Material supplied »

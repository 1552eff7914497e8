/// `sfj` command-line tool — decode Splunk frozen-bucket journals into
/// JSONL.
///
/// # Command overview
///
/// ```text
/// sfj decode <SOURCE> --output-bucket <DIR> [OPTIONS]
///
/// Arguments:
///   <SOURCE>             A journal file, or a directory of journal files
///
/// Options:
///   --output-bucket <DIR>   Where decoded JSONL files are written
///   --output-prefix <DIR>   Subdirectory under the output bucket (default: decoded/)
///   -v, --verbose           Emit a log line per journal, not just the batch summary
///   -h, --help              Print help
///   -V, --version           Print version
/// ```
///
/// # Exit codes
///
/// | Code | Meaning                                                        |
/// |------|----------------------------------------------------------------|
/// | 0    | At least one journal was driven with no fatal infrastructure error (per-journal parse failures never change this) |
/// | 1    | The source or output bucket could not be opened/created         |
///
/// All diagnostics are written to stderr so stdout stays clean for piping.
use std::process;

use clap::{Parser, Subcommand};

mod cmd_decode;

#[derive(Parser)]
#[command(name = "sfj", version, about = "Splunk frozen-bucket journal decoder")]
struct Cli {
    #[command(subcommand)]
    command: Commands,
}

#[derive(Subcommand)]
enum Commands {
    /// Decode one journal file or a directory of journal files to JSONL.
    Decode(cmd_decode::DecodeArgs),
}

fn main() {
    let cli = Cli::parse();

    let result = match &cli.command {
        Commands::Decode(args) => cmd_decode::run(args),
    };

    if let Err(e) = result {
        eprintln!("error: {e:#}");
        process::exit(1);
    }
}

What the exercise asks »
Set down all the data exactly as given.

Written solution »
repository 1552eff7914497e8
/// `sfj` command-line tool — decode Splunk frozen-bucket journals into
/// JSONL.
///
/// # Command overview
///
/// ```text
/// sfj decode <SOURCE> --output-bucket <DIR> [OPTIONS]
///
/// Arguments:
///   <SOURCE>             A journal file, or a directory of journal files
///
/// Options:
///   --output-bucket <DIR>   Where decoded JSONL files are written
///   --output-prefix <DIR>   Subdirectory under the output bucket (default: decoded/)
///   -v, --verbose           Emit a log line per journal, not just the batch summary
///   -h, --help              Print help
///   -V, --version           Print version
/// ```
///
/// # Exit codes
///
/// | Code | Meaning                                                        |
/// |------|----------------------------------------------------------------|
/// | 0    | At least one journal was driven with no fatal infrastructure error (per-journal parse failures never change this) |
/// | 1    | The source or output bucket could not be opened/created         |
///
/// All diagnostics are written to stderr so stdout stays clean for piping.
use std::process;

use clap::{Parser, Subcommand};

mod cmd_decode;

#[derive(Parser)]
#[command(name = "sfj", version, about = "Splunk frozen-bucket journal decoder")]
struct Cli {
    #[command(subcommand)]
    command: Commands,
}

#[derive(Subcommand)]
enum Commands {
    /// Decode one journal file or a directory of journal files to JSONL.
    Decode(cmd_decode::DecodeArgs),
}

fn main() {
    let cli = Cli::parse();

    let result = match &cli.command {
        Commands::Decode(args) => cmd_decode::run(args),
    };

    if let Err(e) = result {
        eprintln!("error: {e:#}");
        process::exit(1);
    }
}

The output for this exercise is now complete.